A wind turbine is a device designed to utilize the kinetic energy of wind and convert it to electrical energy. A typical wind turbine starts generating electricity when the wind speed is 2-4 m/s, otherwise known as cut-in wind speed and achieves its maximum output power at rated wind speed which is generally 12-17 m/s. The maximum output power of a wind turbine is also termed as Rated Output Power. As the wind speed goes on increasing, the forces acting on the turbine increase simultaneously. The increasing forces on the turbine are hazardous to the turbine structure. Therefore at certain speed, the turbine is brought to standstill, this speed is known as cut-out wind speed. Beyond the cut-out wind speed, a turbine is designed to withstand speedy wind conditions which range higher than cut-out wind speed. This ultimate wind speed which a turbine can withstand safely is known as survival wind speed.[Note: The above graph shows how the power output varies accordingly with the rise in wind speed and remains uniform throughout a certain speed limit. The graph is a general representation of behavior of a wind turbine with the varying wind condition. It should not be used as reference for factual data.]
Therefore, for the purpose of safe operation of wind turbines under extreme wind conditions and increasing their life span certain mechanisms are deployed in order to protect the turbines from going to breakdown which we shall refer to as Over Speed Protection Mechanisms.However, these mechanisms are not solely deployed to for their protection. One of the main purposes of such mechanisms is also to harness the maximum power from the available wind energy at the moment. Some of the prominent Over Speed Protection Mechanisms are briefly explained below.
Furling is another method used for safety of the wind turbines as well as for optimum power regulation. In this mechanism, the blades are turned away from the wind if the wind speed crosses the safety limit of the system. Unlike pitching, where individual blade angles are monitored and controlled, furling allows the whole set of blades to change its position as per the speed and direction of the wind. Furling can also be of two types, viz. Horizontal Furling and Vertical Furling, depending upon the curvature of movement of the rotor.
Yawing mechanism is used for the precise positioning of the nacelle in the wind. A nacelle is the casing in which component like gear box, generator and braking components are enclosed. The yaw system enables the nacelle to be optimally positioned in the wind allowing it to be readjusted if the permitted deviation between the wind direction and nacelle is exceeded. Most of the small wind turbines use tail vane for the purpose of positioning but in case of large wind turbines the nacelle movement is usually monitored by computer and electronic. An anemometer is attached at the top end of the nacelle which detects the speed and the direction of the wind at that moment.

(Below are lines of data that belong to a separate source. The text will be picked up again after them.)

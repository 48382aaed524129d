use crate::rules::is_winning;
use crate::state::Node;

/// Magnitude of an immediate win. Scores shrink toward zero by one per token
/// already on the board, so a forced win prefers the shortest line and a
/// forced loss the longest.
pub const WIN_SCORE: i32 = 127;

/// Loss for the side to move at `node`.
#[inline]
pub fn loss_score(node: &Node) -> i32 {
    node.token_count() as i32 - WIN_SCORE
}

/// Win for the side to move at `node`.
#[inline]
pub fn win_score(node: &Node) -> i32 {
    WIN_SCORE - node.token_count() as i32
}

/// Terminal value relative to the side to move, or `None` while play
/// continues: a covered opponent pattern is a loss, a full board a draw.
///
/// A mover whose own tokens cover a pattern cannot be reached by legal
/// self-play; that case is asserted, not scored.
#[inline]
pub fn terminal_value(node: &Node) -> Option<i32> {
    if is_winning(node.opponent_tokens()) {
        return Some(loss_score(node));
    }
    debug_assert!(!is_winning(node.mover_tokens()));
    node.is_full().then_some(0)
}

/// Root variant of [`terminal_value`]: additionally recognizes a mover whose
/// tokens already cover a pattern. An externally supplied root may legally be
/// in that state and must not be mis-scored.
#[inline]
pub fn terminal_value_at_root(node: &Node) -> Option<i32> {
    if is_winning(node.opponent_tokens()) {
        return Some(loss_score(node));
    }
    if is_winning(node.mover_tokens()) {
        return Some(win_score(node));
    }
    node.is_full().then_some(0)
}
use std::hint::black_box;

use criterion::{criterion_group, criterion_main, Criterion};

use okiya::{negamax, Board, Game, Node, Solver};

fn sample_game() -> Game {
    let board: Board = "KH JS JH QC QD JC KS AS JD QS KD QH KC AD AH AC"
        .parse()
        .expect("valid board");
    Game::new(board)
}

/// Midgame position reached by always playing the first legal move.
fn midgame(game: &Game, plies: usize) -> Node {
    let mut node = Node::initial();
    for _ in 0..plies {
        let mv = *game.legal_moves(&node).first().expect("legal move");
        node = game.make_move(node, mv).expect("apply move");
    }
    node
}

fn bench_negamax(c: &mut Criterion) {
    let game = sample_game();
    let shallow = midgame(&game, 8);
    let deep = midgame(&game, 6);

    c.bench_function("negamax/8_plies_played", |b| {
        b.iter(|| black_box(negamax(&game, black_box(&shallow))))
    });
    c.bench_function("negamax/6_plies_played", |b| {
        b.iter(|| black_box(negamax(&game, black_box(&deep))))
    });
}

fn bench_full_line(c: &mut Criterion) {
    let game = sample_game();
    let root = midgame(&game, 8);
    let solver = Solver::new(&game);

    c.bench_function("search/full_line_8_plies_played", |b| {
        b.iter(|| black_box(solver.search(black_box(&root))))
    });
}

fn bench_move_generation(c: &mut Criterion) {
    let game = sample_game();
    let node = midgame(&game, 4);

    c.bench_function("legal_moves/midgame", |b| {
        b.iter(|| {
            let mut buf = [0u8; 16];
            black_box(game.populate_legal_moves(black_box(&node), &mut buf))
        })
    });
}

criterion_group!(benches, bench_negamax, bench_full_line, bench_move_generation);
criterion_main!(benches);
use tracing::debug;

use crate::engine::apply::{Game, MoveBuffer};
use crate::engine::score::{loss_score, terminal_value, terminal_value_at_root};
use crate::state::Node;
use crate::types::CELL_COUNT;

use super::SearchResult;

/// Full-depth negamax value of `node`, relative to its side to move.
/// Every legal child is visited; there is no pruning and no caching — the
/// fixed 16-ply horizon keeps the tree small enough for exhaustive search.
pub fn negamax(game: &Game, node: &Node) -> i32 {
    let mut nodes = 0u64;
    negamax_counted(game, node, &mut nodes)
}

pub(crate) fn negamax_counted(game: &Game, node: &Node, nodes: &mut u64) -> i32 {
    *nodes += 1;
    if let Some(value) = terminal_value(node) {
        return value;
    }

    let mut buf: MoveBuffer = [0; CELL_COUNT as usize];
    let count = game.populate_legal_moves(node, &mut buf);
    if count == 0 {
        // Blocked: the mover has no matching cell left and loses.
        return loss_score(node);
    }

    let mut best = i32::MIN;
    for &cell in &buf[..count] {
        let child = game.make_move_unchecked(*node, cell);
        let value = -negamax_counted(game, &child, nodes);
        if value > best {
            best = value;
        }
    }
    best
}

/// Best move and side-relative value at `node`. `(None, value)` when the root
/// itself is terminal or blocked. Ties resolve to the first move encountered
/// in cell order.
pub(crate) fn search_root(game: &Game, node: &Node, nodes: &mut u64) -> (Option<u8>, i32) {
    *nodes += 1;
    if let Some(value) = terminal_value_at_root(node) {
        return (None, value);
    }

    let mut buf: MoveBuffer = [0; CELL_COUNT as usize];
    let count = game.populate_legal_moves(node, &mut buf);
    if count == 0 {
        return (None, loss_score(node));
    }

    let mut best_move = None;
    let mut best = i32::MIN;
    for &cell in &buf[..count] {
        let child = game.make_move_unchecked(*node, cell);
        let value = -negamax_counted(game, &child, nodes);
        if value > best {
            best = value;
            best_move = Some(cell);
        }
    }
    (best_move, best)
}

/// Best-play solver over one fixed board.
#[derive(Debug, Clone)]
pub struct Solver<'a> {
    game: &'a Game,
}

impl<'a> Solver<'a> {
    #[inline]
    pub fn new(game: &'a Game) -> Self {
        Self { game }
    }

    /// Single best move plus absolute score. A terminal root yields no move
    /// and its terminal score; that is an answer, not an error.
    pub fn select_move(&self, node: &Node) -> (Option<u8>, i32) {
        let mut nodes = 0u64;
        let (best_move, relative) = search_root(self.game, node, &mut nodes);
        (best_move, node.side_to_move().sign() * relative)
    }

    /// Full-line solve: repeated best-move selection from `root` down to a
    /// terminal node. The absolute score is constant along the returned line.
    pub fn search(&self, root: &Node) -> SearchResult {
        let mut nodes = 0u64;
        let (best_move, relative) = search_root(self.game, root, &mut nodes);
        let value = root.side_to_move().sign() * relative;

        let mut principal_variation = Vec::new();
        let mut node = *root;
        let mut selected = best_move;
        while let Some(cell) = selected {
            principal_variation.push(cell);
            node = self.game.make_move_unchecked(node, cell);
            let (next, next_relative) = search_root(self.game, &node, &mut nodes);
            debug_assert_eq!(node.side_to_move().sign() * next_relative, value);
            selected = next;
        }

        debug!(
            value,
            nodes,
            line_len = principal_variation.len(),
            "full-line search complete"
        );
        SearchResult {
            value,
            best_move,
            principal_variation,
            nodes,
        }
    }
}
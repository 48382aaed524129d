use serde::{Deserialize, Serialize};
use thiserror::Error;

use crate::types::{Player, CELL_COUNT, TOKENS_MASK};

/// Immutable game-state value: whose turn it is, both players' token sets and
/// the most recently played cell. Moves produce a new `Node`; an existing one
/// is never mutated.
#[derive(Debug, Clone, Copy, PartialEq, Eq, Hash, Serialize, Deserialize)]
pub struct Node {
    tokens_a: u16,
    tokens_b: u16,
    side_to_move: Player,
    last_cell: Option<u8>,
}

#[derive(Debug, Error, Clone, PartialEq, Eq)]
pub enum NodeError {
    #[error("cell {0} is outside the 16 board cells")]
    CellOutOfRange(u8),
    #[error("cell {0} already carries a token")]
    CellOccupied(u8),
    #[error("player token sets overlap on mask {0:#06x}")]
    OverlappingTokens(u16),
    #[error("last cell {0} carries no token of either player")]
    LastCellVacant(u8),
    #[error("a position with tokens on the board must name its last-played cell")]
    MissingLastCell,
}

impl Default for Node {
    #[inline]
    fn default() -> Self {
        Self::initial()
    }
}

impl Node {
    /// The empty start position: no tokens, player A to move, no last cell.
    #[inline]
    pub fn initial() -> Self {
        Self {
            tokens_a: 0,
            tokens_b: 0,
            side_to_move: Player::A,
            last_cell: None,
        }
    }

    /// Reconstruct a mid-game position from raw parts, validating every
    /// invariant eagerly. Used when resuming analysis from external state.
    pub fn from_parts(
        tokens_a: u16,
        tokens_b: u16,
        side_to_move: Player,
        last_cell: Option<u8>,
    ) -> Result<Self, NodeError> {
        let overlap = tokens_a & tokens_b;
        if overlap != 0 {
            return Err(NodeError::OverlappingTokens(overlap));
        }
        let occupied = tokens_a | tokens_b;
        match last_cell {
            Some(cell) => {
                if cell >= CELL_COUNT {
                    return Err(NodeError::CellOutOfRange(cell));
                }
                if occupied & (1 << cell) == 0 {
                    return Err(NodeError::LastCellVacant(cell));
                }
            }
            None => {
                if occupied != 0 {
                    return Err(NodeError::MissingLastCell);
                }
            }
        }
        Ok(Self {
            tokens_a,
            tokens_b,
            side_to_move,
            last_cell,
        })
    }

    #[inline]
    pub fn side_to_move(&self) -> Player {
        self.side_to_move
    }

    #[inline]
    pub fn tokens(&self, player: Player) -> u16 {
        match player {
            Player::A => self.tokens_a,
            Player::B => self.tokens_b,
        }
    }

    /// Token set of the side about to move.
    #[inline]
    pub fn mover_tokens(&self) -> u16 {
        self.tokens(self.side_to_move)
    }

    /// Token set of the side that just moved.
    #[inline]
    pub fn opponent_tokens(&self) -> u16 {
        self.tokens(self.side_to_move.other())
    }

    /// Cells occupied by either player.
    #[inline]
    pub fn occupied(&self) -> u16 {
        self.tokens_a | self.tokens_b
    }

    /// Plies played so far.
    #[inline]
    pub fn token_count(&self) -> u32 {
        self.occupied().count_ones()
    }

    #[inline]
    pub fn is_full(&self) -> bool {
        self.occupied() == TOKENS_MASK
    }

    /// The most recently played cell; `None` only at the empty start.
    #[inline]
    pub fn last_cell(&self) -> Option<u8> {
        self.last_cell
    }

    /// Place the mover's token on `cell`, flip the side to move and record the
    /// cell as last played. Fails on an occupied (or out-of-range) cell.
    pub fn add_token(self, cell: u8) -> Result<Self, NodeError> {
        if cell >= CELL_COUNT {
            return Err(NodeError::CellOutOfRange(cell));
        }
        if self.occupied() & (1 << cell) != 0 {
            return Err(NodeError::CellOccupied(cell));
        }
        Ok(self.add_token_unchecked(cell))
    }

    /// Occupancy-unchecked transition for the search hot path; callers must
    /// have filtered `cell` through legal-move generation first.
    #[inline]
    pub fn add_token_unchecked(self, cell: u8) -> Self {
        debug_assert!(cell < CELL_COUNT);
        debug_assert!(self.occupied() & (1 << cell) == 0);
        let bit = 1u16 << cell;
        let (tokens_a, tokens_b) = match self.side_to_move {
            Player::A => (self.tokens_a | bit, self.tokens_b),
            Player::B => (self.tokens_a, self.tokens_b | bit),
        };
        Self {
            tokens_a,
            tokens_b,
            side_to_move: self.side_to_move.other(),
            last_cell: Some(cell),
        }
    }

    /// Canonical bit packing of the whole state, the domain of the stable
    /// node key in [`crate::hash`].
    #[inline]
    pub fn packed(&self) -> u64 {
        let side: u64 = match self.side_to_move {
            Player::A => 0,
            Player::B => 1,
        };
        let last: u64 = match self.last_cell {
            Some(cell) => u64::from(cell) + 1,
            None => 0,
        };
        u64::from(self.tokens_a) | (u64::from(self.tokens_b) << 16) | (side << 32) | (last << 40)
    }
}
//! compatgen Core
//!
//! Domain model shared by the extractor, the release filter and the CLI.
//! The descriptor keys are consumed by CI workflows - never rename them.

pub mod descriptor;
pub mod config;

pub use descriptor::{ChainSide, RelayerType, CompatibilityDescriptor, DescriptorError};
pub use config::{Config, ReleasesConfig, AnnotationsConfig, ConfigError};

Generally there are two types of braking systems used in wind turbines. The first is Mechanical Braking System where the whole rotor is brought to standstill in case of extreme wind conditions, emergencies and maintenance purposes. The mechanical brake constitutes of a circular disc attached to the rotor shaft. So, when braking has to be done, the brake shoe mounted on the brake disc clamps the disc and hence stops the motion of the motor.
The second is Aerodynamic Braking System. Apart from mechanical braking which brings about a complete stoppage to the rotor, aerodynamic braking system decreases the speed of the rotor and keeps the turbines running power production. This is done generally by adjusting the rotor blades along their longitudinal axis as required by the wind conditions. Aerodynamic braking is generally spring operated which is further monitored by computer and electronic devices.Depending upon the cost and manufacturing differences, hydraulic braking is also used which is nothing but the use of hydraulic fluids for amplifying the braking forces.
Pitching in simple terms is the adjustment of blade angles of wind turbine blades in order to harness optimum power from wind or to protect the turbine from unexpected forces and power output caused by high speed wind. An advanced pitch control mechanism allows the rotor blades’ angle of attack to be measured, monitored and controlled. With the help of such features the rotor blades’ angle can be adjusted continuously so as to capture optimum wind energy and the rotor blades can be automatically turned off if required. Basically, there are two major types of pitch control mechanisms which are briefly described below.
In active pitch control mechanism, the rotor blades turn around their longitudinal axis by a computer controlled mechanism. This type of control mechanism requires advanced technologies which combine principles of mechanical, electronics and cybernetics.
In passive or stall pitch control mechanism, contrary to active pitch control, the rotor blades do not rotate around their longitudinal axis. Instead, the rotor blades are aerodynamically designed to create a stall and lower the rotation speed under high speed wind conditions. These types of rotor blades require precise blade design and strong towers.
[Note: Pitch control mechanism is only required in Horizontal Axis Wind Turbines (HAWT). Vertical Axis Wind Turbines (VAWT) are always under the influence of optimal wind speeds.]